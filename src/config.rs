//! Gauge configuration constants.
//!
//! Everything here is a compile-time `const`: arc geometry, stroke defaults,
//! and the frame pacing used by hosts that drive the widget.

use core::time::Duration;

use embedded_graphics::pixelcolor::Rgb565;

use crate::colors::GRAY;

// =============================================================================
// Arc Geometry
// =============================================================================

/// Start angle of the body ring in degrees (twelve o'clock).
pub const BODY_START_ANGLE: f32 = -90.0;

/// Sweep of the body ring in degrees (full circle).
pub const BODY_SWEEP_ANGLE: f32 = 360.0;

/// Start angle of the scale arc in degrees.
pub const SCALE_START_ANGLE: f32 = -65.0;

/// Sweep of the scale arc in degrees. Leaves a 30 degree gap at the top.
pub const SCALE_SWEEP_ANGLE: f32 = 330.0;

const _: () = assert!(BODY_SWEEP_ANGLE <= 360.0);
const _: () = assert!(SCALE_SWEEP_ANGLE < BODY_SWEEP_ANGLE);

// =============================================================================
// Stroke Defaults
// =============================================================================

/// Body ring stroke width used when the style does not provide one.
pub const DEFAULT_BODY_STROKE_WIDTH: u32 = 10;

/// Scale arc stroke width used when the style does not provide one.
pub const DEFAULT_SCALE_STROKE_WIDTH: u32 = 5;

/// Color of the body ring. Not styleable.
pub const BODY_COLOR: Rgb565 = GRAY;

// =============================================================================
// Sizing
// =============================================================================

/// Suggested minimum side length reported by a freshly created view.
pub const DEFAULT_SUGGESTED_MIN_SIZE: u32 = 0;

// =============================================================================
// Timing
// =============================================================================

/// Target frame time (~50 FPS) for hosts that tick the gauge.
pub const FRAME_TIME: Duration = Duration::from_millis(20);
//! # Operation Results
//!
//! Every `perform()` ends in an [`OperationResult`]: either `Success` with a fully
//! serialized [`Payload`] or `Failure` with an [`OperationError`]. Both variants carry
//! optional metadata and a reference to the operation that produced them.

use crate::error::OperationError;
use crate::page::Page;
use crate::params::Params;
use crate::registry::DomainKey;
use crate::relation::Relation;
use crate::validator::FieldErrors;
use crate::view::View;
use serde::ser::SerializeMap;
use serde::{Serialize, Serializer};
use serde_json::{Map, Value};

/// Free-form metadata attached to a result.
pub type Meta = Map<String, Value>;

/// The serialized value of a successful operation.
#[derive(Debug, Clone)]
pub enum Payload {
    Value(Value),
    View(View),
    Relation(Relation),
    Page(Page),
    Map(Vec<(String, Payload)>),
    List(Vec<Payload>),
}

impl Payload {
    pub fn as_value(&self) -> Option<&Value> {
        match self {
            Payload::Value(value) => Some(value),
            _ => None,
        }
    }

    pub fn as_view(&self) -> Option<&View> {
        match self {
            Payload::View(view) => Some(view),
            _ => None,
        }
    }

    pub fn as_relation(&self) -> Option<&Relation> {
        match self {
            Payload::Relation(relation) => Some(relation),
            _ => None,
        }
    }

    pub fn as_page(&self) -> Option<&Page> {
        match self {
            Payload::Page(page) => Some(page),
            _ => None,
        }
    }

    pub fn as_list(&self) -> Option<&[Payload]> {
        match self {
            Payload::List(items) => Some(items),
            _ => None,
        }
    }

    /// Entry of a `Map` payload.
    pub fn get(&self, key: &str) -> Option<&Payload> {
        match self {
            Payload::Map(entries) => entries
                .iter()
                .find(|(name, _)| name == key)
                .map(|(_, payload)| payload),
            _ => None,
        }
    }
}

impl From<Value> for Payload {
    fn from(value: Value) -> Self {
        Payload::Value(value)
    }
}

impl From<View> for Payload {
    fn from(view: View) -> Self {
        Payload::View(view)
    }
}

impl Serialize for Payload {
    fn serialize<S: Serializer>(&self, serializer: S) -> Result<S::Ok, S::Error> {
        match self {
            Payload::Value(value) => value.serialize(serializer),
            Payload::View(view) => view.serialize(serializer),
            Payload::Relation(relation) => relation.serialize(serializer),
            Payload::Page(page) => page.serialize(serializer),
            Payload::Map(entries) => {
                let mut map = serializer.serialize_map(Some(entries.len()))?;
                for (key, value) in entries {
                    map.serialize_entry(key, value)?;
                }
                map.end()
            }
            Payload::List(items) => items.serialize(serializer),
        }
    }
}

/// Identifies the operation that produced a result.
#[derive(Debug, Clone, PartialEq, Serialize)]
pub struct OperationRef {
    pub name: &'static str,
    pub params: Params,
    #[serde(skip)]
    pub domain: Option<DomainKey>,
}

#[derive(Debug, Clone)]
pub enum OperationResult {
    Success {
        value: Payload,
        meta: Option<Meta>,
        operation: OperationRef,
    },
    Failure {
        error: OperationError,
        meta: Option<Meta>,
        operation: OperationRef,
    },
}

impl OperationResult {
    pub fn success(value: impl Into<Payload>, meta: Option<Meta>, operation: OperationRef) -> Self {
        OperationResult::Success {
            value: value.into(),
            meta,
            operation,
        }
    }

    pub fn failure(
        error: impl Into<OperationError>,
        meta: Option<Meta>,
        operation: OperationRef,
    ) -> Self {
        OperationResult::Failure {
            error: error.into(),
            meta,
            operation,
        }
    }

    pub fn is_success(&self) -> bool {
        matches!(self, OperationResult::Success { .. })
    }

    pub fn is_failure(&self) -> bool {
        !self.is_success()
    }

    pub fn value(&self) -> Option<&Payload> {
        match self {
            OperationResult::Success { value, .. } => Some(value),
            OperationResult::Failure { .. } => None,
        }
    }

    pub fn error(&self) -> Option<&OperationError> {
        match self {
            OperationResult::Failure { error, .. } => Some(error),
            OperationResult::Success { .. } => None,
        }
    }

    pub fn meta(&self) -> Option<&Meta> {
        match self {
            OperationResult::Success { meta, .. } | OperationResult::Failure { meta, .. } => {
                meta.as_ref()
            }
        }
    }

    pub fn operation(&self) -> &OperationRef {
        match self {
            OperationResult::Success { operation, .. }
            | OperationResult::Failure { operation, .. } => operation,
        }
    }

    pub fn into_result(self) -> Result<Payload, OperationError> {
        match self {
            OperationResult::Success { value, .. } => Ok(value),
            OperationResult::Failure { error, .. } => Err(error),
        }
    }
}

#[derive(Serialize)]
struct ErrorBody<'a> {
    kind: &'static str,
    message: String,
    #[serde(skip_serializing_if = "Option::is_none")]
    field_errors: Option<&'a FieldErrors>,
    #[serde(skip_serializing_if = "Option::is_none")]
    data: Option<&'a View>,
}

impl<'a> From<&'a OperationError> for ErrorBody<'a> {
    fn from(error: &'a OperationError) -> Self {
        let data = match error {
            OperationError::Domain(domain_error) => domain_error.data(),
            _ => None,
        };
        Self {
            kind: error.kind().tag(),
            message: error.to_string(),
            field_errors: error.field_errors(),
            data,
        }
    }
}

impl Serialize for OperationResult {
    fn serialize<S: Serializer>(&self, serializer: S) -> Result<S::Ok, S::Error> {
        let mut map = serializer.serialize_map(Some(4))?;
        match self {
            OperationResult::Success { value, .. } => {
                map.serialize_entry("result", "success")?;
                map.serialize_entry("value", value)?;
            }
            OperationResult::Failure { error, .. } => {
                map.serialize_entry("result", "failure")?;
                map.serialize_entry("error", &ErrorBody::from(error))?;
            }
        }
        map.serialize_entry("meta", &self.meta())?;
        map.serialize_entry("operation", self.operation())?;
        map.end()
    }
}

● ● ●

_Activity_.
An exact copy of every line above, start to finish, is required.

_Result for this exercise_.
filename src/config.rs
//! Gauge configuration constants.
//!
//! Everything here is a compile-time `const`: arc geometry, stroke defaults,
//! and the frame pacing used by hosts that drive the widget.

use core::time::Duration;

use embedded_graphics::pixelcolor::Rgb565;

use crate::colors::GRAY;

// =============================================================================
// Arc Geometry
// =============================================================================

/// Start angle of the body ring in degrees (twelve o'clock).
pub const BODY_START_ANGLE: f32 = -90.0;

/// Sweep of the body ring in degrees (full circle).
pub const BODY_SWEEP_ANGLE: f32 = 360.0;

/// Start angle of the scale arc in degrees.
pub const SCALE_START_ANGLE: f32 = -65.0;

/// Sweep of the scale arc in degrees. Leaves a 30 degree gap at the top.
pub const SCALE_SWEEP_ANGLE: f32 = 330.0;

const _: () = assert!(BODY_SWEEP_ANGLE <= 360.0);
const _: () = assert!(SCALE_SWEEP_ANGLE < BODY_SWEEP_ANGLE);

// =============================================================================
// Stroke Defaults
// =============================================================================

/// Body ring stroke width used when the style does not provide one.
pub const DEFAULT_BODY_STROKE_WIDTH: u32 = 10;

/// Scale arc stroke width used when the style does not provide one.
pub const DEFAULT_SCALE_STROKE_WIDTH: u32 = 5;

/// Color of the body ring. Not styleable.
pub const BODY_COLOR: Rgb565 = GRAY;

// =============================================================================
// Sizing
// =============================================================================

/// Suggested minimum side length reported by a freshly created view.
pub const DEFAULT_SUGGESTED_MIN_SIZE: u32 = 0;

// =============================================================================
// Timing
// =============================================================================

/// Target frame time (~50 FPS) for hosts that tick the gauge.
pub const FRAME_TIME: Duration = Duration::from_millis(20);
//! # Operation Results
//!
//! Every `perform()` ends in an [`OperationResult`]: either `Success` with a fully
//! serialized [`Payload`] or `Failure` with an [`OperationError`]. Both variants carry
//! optional metadata and a reference to the operation that produced them.

use crate::error::OperationError;
use crate::page::Page;
use crate::params::Params;
use crate::registry::DomainKey;
use crate::relation::Relation;
use crate::validator::FieldErrors;
use crate::view::View;
use serde::ser::SerializeMap;
use serde::{Serialize, Serializer};
use serde_json::{Map, Value};

/// Free-form metadata attached to a result.
pub type Meta = Map<String, Value>;

/// The serialized value of a successful operation.
#[derive(Debug, Clone)]
pub enum Payload {
    Value(Value),
    View(View),
    Relation(Relation),
    Page(Page),
    Map(Vec<(String, Payload)>),
    List(Vec<Payload>),
}

impl Payload {
    pub fn as_value(&self) -> Option<&Value> {
        match self {
            Payload::Value(value) => Some(value),
            _ => None,
        }
    }

    pub fn as_view(&self) -> Option<&View> {
        match self {
            Payload::View(view) => Some(view),
            _ => None,
        }
    }

    pub fn as_relation(&self) -> Option<&Relation> {
        match self {
            Payload::Relation(relation) => Some(relation),
            _ => None,
        }
    }

    pub fn as_page(&self) -> Option<&Page> {
        match self {
            Payload::Page(page) => Some(page),
            _ => None,
        }
    }

    pub fn as_list(&self) -> Option<&[Payload]> {
        match self {
            Payload::List(items) => Some(items),
            _ => None,
        }
    }

    /// Entry of a `Map` payload.
    pub fn get(&self, key: &str) -> Option<&Payload> {
        match self {
            Payload::Map(entries) => entries
                .iter()
                .find(|(name, _)| name == key)
                .map(|(_, payload)| payload),
            _ => None,
        }
    }
}

impl From<Value> for Payload {
    fn from(value: Value) -> Self {
        Payload::Value(value)
    }
}

impl From<View> for Payload {
    fn from(view: View) -> Self {
        Payload::View(view)
    }
}

impl Serialize for Payload {
    fn serialize<S: Serializer>(&self, serializer: S) -> Result<S::Ok, S::Error> {
        match self {
            Payload::Value(value) => value.serialize(serializer),
            Payload::View(view) => view.serialize(serializer),
            Payload::Relation(relation) => relation.serialize(serializer),
            Payload::Page(page) => page.serialize(serializer),
            Payload::Map(entries) => {
                let mut map = serializer.serialize_map(Some(entries.len()))?;
                for (key, value) in entries {
                    map.serialize_entry(key, value)?;
                }
                map.end()
            }
            Payload::List(items) => items.serialize(serializer),
        }
    }
}

/// Identifies the operation that produced a result.
#[derive(Debug, Clone, PartialEq, Serialize)]
pub struct OperationRef {
    pub name: &'static str,
    pub params: Params,
    #[serde(skip)]
    pub domain: Option<DomainKey>,
}

#[derive(Debug, Clone)]
pub enum OperationResult {
    Success {
        value: Payload,
        meta: Option<Meta>,
        operation: OperationRef,
    },
    Failure {
        error: OperationError,
        meta: Option<Meta>,
        operation: OperationRef,
    },
}

impl OperationResult {
    pub fn success(value: impl Into<Payload>, meta: Option<Meta>, operation: OperationRef) -> Self {
        OperationResult::Success {
            value: value.into(),
            meta,
            operation,
        }
    }

    pub fn failure(
        error: impl Into<OperationError>,
        meta: Option<Meta>,
        operation: OperationRef,
    ) -> Self {
        OperationResult::Failure {
            error: error.into(),
            meta,
            operation,
        }
    }

    pub fn is_success(&self) -> bool {
        matches!(self, OperationResult::Success { .. })
    }

    pub fn is_failure(&self) -> bool {
        !self.is_success()
    }

    pub fn value(&self) -> Option<&Payload> {
        match self {
            OperationResult::Success { value, .. } => Some(value),
            OperationResult::Failure { .. } => None,
        }
    }

    pub fn error(&self) -> Option<&OperationError> {
        match self {
            OperationResult::Failure { error, .. } => Some(error),
            OperationResult::Success { .. } => None,
        }
    }

    pub fn meta(&self) -> Option<&Meta> {
        match self {
            OperationResult::Success { meta, .. } | OperationResult::Failure { meta, .. } => {
                meta.as_ref()
            }
        }
    }

    pub fn operation(&self) -> &OperationRef {
        match self {
            OperationResult::Success { operation, .. }
            | OperationResult::Failure { operation, .. } => operation,
        }
    }

    pub fn into_result(self) -> Result<Payload, OperationError> {
        match self {
            OperationResult::Success { value, .. } => Ok(value),
            OperationResult::Failure { error, .. } => Err(error),
        }
    }
}

#[derive(Serialize)]
struct ErrorBody<'a> {
    kind: &'static str,
    message: String,
    #[serde(skip_serializing_if = "Option::is_none")]
    field_errors: Option<&'a FieldErrors>,
    #[serde(skip_serializing_if = "Option::is_none")]
    data: Option<&'a View>,
}

impl<'a> From<&'a OperationError> for ErrorBody<'a> {
    fn from(error: &'a OperationError) -> Self {
        let data = match error {
            OperationError::Domain(domain_error) => domain_error.data(),
            _ => None,
        };
        Self {
            kind: error.kind().tag(),
            message: error.to_string(),
            field_errors: error.field_errors(),
            data,
        }
    }
}

impl Serialize for OperationResult {
    fn serialize<S: Serializer>(&self, serializer: S) -> Result<S::Ok, S::Error> {
        let mut map = serializer.serialize_map(Some(4))?;
        match self {
            OperationResult::Success { value, .. } => {
                map.serialize_entry("result", "success")?;
                map.serialize_entry("value", value)?;
            }
            OperationResult::Failure { error, .. } => {
                map.serialize_entry("result", "failure")?;
                map.serialize_entry("error", &ErrorBody::from(error))?;
            }
        }
        map.serialize_entry("meta", &self.meta())?;
        map.serialize_entry("operation", self.operation())?;
        map.end()
    }
}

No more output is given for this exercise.